6.2 Het is de raad niet gebleken dat verweerder bij deze eerste advisering tekort is geschoten. Klagers hebben niet aannemelijk gemaakt dat het door hen aan verweerder beschikbaar gestelde materiaal tot een andere voor hen gunstiger – in die hoop en verwachting leefden klagers - uitkomst aanleiding had moeten vormen. De raad heeft dat ook niet af kunnen leiden uit de ter onderbouwing van de onderhavige klacht overgelegde stukken.

Wanneer klagers van mening waren dat zij over ander, sterker materiaal beschikten op basis waarvan, als dat ook bij de advisering betrokken zou worden, wel een voor hen gunstige uitkomst van een eventuele procedure te verwachten zou zijn geweest, dan hadden zij verweerder kunnen uitnodigen tot het – tegen betaling – uitbrengen van een aanvullend advies.

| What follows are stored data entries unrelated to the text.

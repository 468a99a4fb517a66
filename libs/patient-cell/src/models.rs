use chrono::{DateTime, NaiveDate, Utc};
use serde::{Deserialize, Serialize};
use uuid::Uuid;

use shared_models::error::AppError;
use shared_utils::validation::{is_valid_email, optional_non_empty, require_non_empty};

#[derive(Debug, Clone, Serialize, Deserialize, PartialEq)]
#[serde(rename_all(serialize = "camelCase"))]
pub struct Patient {
    pub id: Uuid,
    pub name: String,
    pub email: String,
    pub birth_date: NaiveDate,
    pub cellphone: Option<String>,
    #[serde(skip_serializing)]
    pub password_hash: String,
    pub created_at: DateTime<Utc>,
    pub updated_at: DateTime<Utc>,
}

/// The patient as embedded in an appointment.
#[derive(Debug, Clone, Serialize, Deserialize, PartialEq)]
#[serde(rename_all(serialize = "camelCase"))]
pub struct PatientSummary {
    pub id: Uuid,
    pub name: String,
    pub email: String,
    pub birth_date: NaiveDate,
    pub cellphone: Option<String>,
}

impl From<&Patient> for PatientSummary {
    fn from(patient: &Patient) -> Self {
        Self {
            id: patient.id,
            name: patient.name.clone(),
            email: patient.email.clone(),
            birth_date: patient.birth_date,
            cellphone: patient.cellphone.clone(),
        }
    }
}

#[derive(Debug, Clone, Serialize, Deserialize)]
#[serde(rename_all = "camelCase")]
pub struct CreatePatientRequest {
    pub name: String,
    pub email: String,
    pub password: String,
    pub birth_date: NaiveDate,
    pub cellphone: Option<String>,
}

impl CreatePatientRequest {
    pub fn validate(&self) -> Result<(), PatientError> {
        require_non_empty(&self.name, "Name is required").map_err(PatientError::ValidationError)?;
        require_non_empty(&self.email, "Email is required").map_err(PatientError::ValidationError)?;
        if !is_valid_email(&self.email) {
            return Err(PatientError::ValidationError("Invalid email format".to_string()));
        }
        require_non_empty(&self.password, "Password is required").map_err(PatientError::ValidationError)?;
        optional_non_empty(self.cellphone.as_deref(), "Cellphone cannot be empty")
            .map_err(PatientError::ValidationError)
    }
}

#[derive(Debug, Clone, Default, Serialize, Deserialize)]
#[serde(rename_all = "camelCase")]
pub struct UpdatePatientRequest {
    pub name: Option<String>,
    pub email: Option<String>,
    pub password: Option<String>,
    pub birth_date: Option<NaiveDate>,
    pub cellphone: Option<String>,
}

impl UpdatePatientRequest {
    pub fn validate(&self) -> Result<(), PatientError> {
        optional_non_empty(self.name.as_deref(), "Name cannot be empty")
            .map_err(PatientError::ValidationError)?;
        if let Some(email) = &self.email {
            if !is_valid_email(email) {
                return Err(PatientError::ValidationError("Invalid email format".to_string()));
            }
        }
        optional_non_empty(self.password.as_deref(), "Password cannot be empty")
            .map_err(PatientError::ValidationError)?;
        optional_non_empty(self.cellphone.as_deref(), "Cellphone cannot be empty")
            .map_err(PatientError::ValidationError)
    }
}

#[derive(Debug, Clone, PartialEq)]
pub struct NewPatient {
    pub name: String,
    pub email: String,
    pub birth_date: NaiveDate,
    pub cellphone: Option<String>,
    pub password_hash: String,
}

#[derive(Debug, Clone, Default, PartialEq)]
pub struct PatientChanges {
    pub name: Option<String>,
    pub email: Option<String>,
    pub birth_date: Option<NaiveDate>,
    pub cellphone: Option<String>,
    pub password_hash: Option<String>,
}

#[derive(Debug, Clone, thiserror::Error)]
pub enum PatientError {
    #[error("Resource Patient for id: {0} not found")]
    NotFound(Uuid),

    #[error("Email already exists")]
    EmailAlreadyExists,

    #[error("{0}")]
    ValidationError(String),

    #[error("Failed to hash password: {0}")]
    PasswordHashError(String),

    #[error("Patient still has appointments")]
    HasAppointments,

    #[error("Database error: {0}")]
    DatabaseError(String),
}

impl From<PatientError> for AppError {
    fn from(err: PatientError) -> Self {
        match err {
            PatientError::NotFound(_) => AppError::NotFound(err.to_string()),
            PatientError::EmailAlreadyExists => AppError::BadRequest(err.to_string()),
            PatientError::ValidationError(msg) => AppError::ValidationError(msg),
            PatientError::PasswordHashError(_) => AppError::Internal(err.to_string()),
            PatientError::HasAppointments => AppError::Conflict(err.to_string()),
            PatientError::DatabaseError(msg) => AppError::Database(msg),
        }
    }
}

#[cfg(test)]
mod tests {
    use super::*;
    use assert_matches::assert_matches;
    use serde_json::json;

    #[test]
    fn test_create_request_reads_camel_case() {
        let request: CreatePatientRequest = serde_json::from_value(json!({
            "name": "Jane",
            "email": "jane@test.com",
            "password": "secret",
            "birthDate": "1990-05-17"
        }))
        .unwrap();

        assert_eq!(request.birth_date, NaiveDate::from_ymd_opt(1990, 5, 17).unwrap());
        assert!(request.cellphone.is_none());
        assert!(request.validate().is_ok());
    }

    #[test]
    fn test_create_request_rejects_empty_cellphone() {
        let request = CreatePatientRequest {
            name: "Jane".to_string(),
            email: "jane@test.com".to_string(),
            password: "secret".to_string(),
            birth_date: NaiveDate::from_ymd_opt(1990, 5, 17).unwrap(),
            cellphone: Some(" ".to_string()),
        };

        assert_matches!(request.validate(), Err(PatientError::ValidationError(msg)) if msg == "Cellphone cannot be empty");
    }

    #[test]
    fn test_summary_reads_database_row() {
        let summary: PatientSummary = serde_json::from_value(json!({
            "id": Uuid::nil(),
            "name": "Jane",
            "email": "jane@test.com",
            "birth_date": "1990-05-17",
            "cellphone": null
        }))
        .unwrap();

        let value = serde_json::to_value(&summary).unwrap();
        assert_eq!(value["birthDate"], "1990-05-17");
    }

    #[test]
    fn test_referenced_patient_maps_to_conflict() {
        let err = AppError::from(PatientError::HasAppointments);
        assert_eq!(err.status_code(), axum::http::StatusCode::CONFLICT);
        assert_eq!(err.message(), "Patient still has appointments");
    }
}
use axum::{
    http::StatusCode,
    response::{IntoResponse, Response},
    Json,
};
use serde_json::json;
use thiserror::Error;

#[derive(Error, Debug)]
pub enum AppError {
    #[error("Authentication error: {0}")]
    Auth(String),

    #[error("Forbidden: {0}")]
    Forbidden(String),

    #[error("Not Found: {0}")]
    NotFound(String),

    #[error("Bad Request: {0}")]
    BadRequest(String),

    #[error("Internal Server Error: {0}")]
    Internal(String),

    #[error("Database error: {0}")]
    Database(String),

    #[error("Validation error: {0}")]
    ValidationError(String),

    #[error("Conflict: {0}")]
    Conflict(String),

    #[error("External service error: {0}")]
    ExternalService(String),
}

impl AppError {
    pub fn status_code(&self) -> StatusCode {
        match self {
            AppError::Auth(_) => StatusCode::UNAUTHORIZED,
            AppError::Forbidden(_) => StatusCode::FORBIDDEN,
            AppError::NotFound(_) => StatusCode::NOT_FOUND,
            AppError::BadRequest(_) => StatusCode::BAD_REQUEST,
            AppError::Internal(_) => StatusCode::INTERNAL_SERVER_ERROR,
            AppError::Database(_) => StatusCode::INTERNAL_SERVER_ERROR,
            AppError::ValidationError(_) => StatusCode::BAD_REQUEST,
            AppError::Conflict(_) => StatusCode::CONFLICT,
            AppError::ExternalService(_) => StatusCode::BAD_GATEWAY,
        }
    }

    /// The client-facing message, without the variant prefix.
    pub fn message(&self) -> &str {
        match self {
            AppError::Auth(msg)
            | AppError::Forbidden(msg)
            | AppError::NotFound(msg)
            | AppError::BadRequest(msg)
            | AppError::Internal(msg)
            | AppError::Database(msg)
            | AppError::ValidationError(msg)
            | AppError::Conflict(msg)
            | AppError::ExternalService(msg) => msg,
        }
    }
}

impl IntoResponse for AppError {
    fn into_response(self) -> Response {
        let status = self.status_code();
        let message = self.message();

        tracing::error!("Error: {}: {}", status, message);

        let body = Json(json!({
            "error": message
        }));

        (status, body).into_response()
    }
}
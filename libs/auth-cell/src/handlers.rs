use std::sync::Arc;

use axum::{extract::State, Json};
use serde_json::{json, Value};
use tracing::debug;

use shared_config::AppConfig;
use shared_models::auth::LoginRequest;
use shared_models::error::AppError;

use crate::services::AuthService;

#[axum::debug_handler]
pub async fn login(
    State(config): State<Arc<AppConfig>>,
    Json(request): Json<LoginRequest>,
) -> Result<Json<Value>, AppError> {
    debug!("Handling login request");

    let token = AuthService::new(&config).login(request).await?;

    Ok(Json(json!({ "data": token })))
}
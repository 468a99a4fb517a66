use std::sync::LazyLock;

use chrono::{NaiveDate, NaiveDateTime, NaiveTime};
use regex::Regex;

use crate::models::AppointmentError;

static DATE_PATTERN: LazyLock<Regex> = LazyLock::new(|| {
    Regex::new(r"^([0-9]{2})/([0-9]{2})/([0-9]{4})$").expect("date pattern is valid")
});

static TIME_PATTERN: LazyLock<Regex> = LazyLock::new(|| {
    Regex::new(r"^([0-9]{2}):([0-9]{2})$").expect("time pattern is valid")
});

/// Parses `DD/MM/YYYY` into a calendar date.
///
/// Shape errors and impossible dates (`31/02/2024`, `00/01/2024`) are
/// reported separately.
pub fn parse_date(text: &str) -> Result<NaiveDate, AppointmentError> {
    let captures = DATE_PATTERN.captures(text).ok_or(AppointmentError::InvalidDateFormat)?;

    let day: u32 = captures[1].parse().map_err(|_| AppointmentError::InvalidDateFormat)?;
    let month: u32 = captures[2].parse().map_err(|_| AppointmentError::InvalidDateFormat)?;
    let year: i32 = captures[3].parse().map_err(|_| AppointmentError::InvalidDateFormat)?;

    NaiveDate::from_ymd_opt(year, month, day).ok_or(AppointmentError::InvalidDate)
}

/// Parses a 24h `HH:MM` clock value. Hours above 23 or minutes above 59
/// are rejected as a format error.
pub fn parse_time(text: &str) -> Result<NaiveTime, AppointmentError> {
    let captures = TIME_PATTERN.captures(text).ok_or(AppointmentError::InvalidTimeFormat)?;

    let hour: u32 = captures[1].parse().map_err(|_| AppointmentError::InvalidTimeFormat)?;
    let minute: u32 = captures[2].parse().map_err(|_| AppointmentError::InvalidTimeFormat)?;

    NaiveTime::from_hms_opt(hour, minute, 0).ok_or(AppointmentError::InvalidTimeFormat)
}

/// Combines a date and optional hour into a local moment; midnight when no
/// hour is given.
pub fn parse_moment(date: &str, hour: Option<&str>) -> Result<NaiveDateTime, AppointmentError> {
    let date = parse_date(date)?;
    let time = match hour {
        Some(hour) => parse_time(hour)?,
        None => NaiveTime::MIN,
    };
    Ok(date.and_time(time))
}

Van die mogelijkheid hebben klagers geen gebruik gemaakt. De raad is dan ook van oordeel dat aan verweerder geen tuchtrechtelijk verwijt valt te maken ter zake van de door hem binnen het beperkte kader van de hem door klagers geboden ruimte verrichte advisering.

BESLISSING

De raad van discipline:

De klacht van klagers tegen verweerder is ongegrond.

Aldus gewezen door mr. B.P.J.A.M. van der Pol, voorzitter, mrs. J.H. Brouwer, H. Dulack, C.J.M. de Vlieger en A.M.T. Weersink, leden, bijgestaan door mr. M.Y.A. Verhoeven als griffier en uitgesproken ter openbare zitting van 3 december 2012.

griffier voorzitter

Deze beslissing is in afschrift op 3 december 2012 per aangetekende post verzonden aan:

- klagers

- verweerder

- de deken van de Orde van Advocaten in het arrondissement  Arnhem

- de deken van de Nederlandse Orde van Advocaten.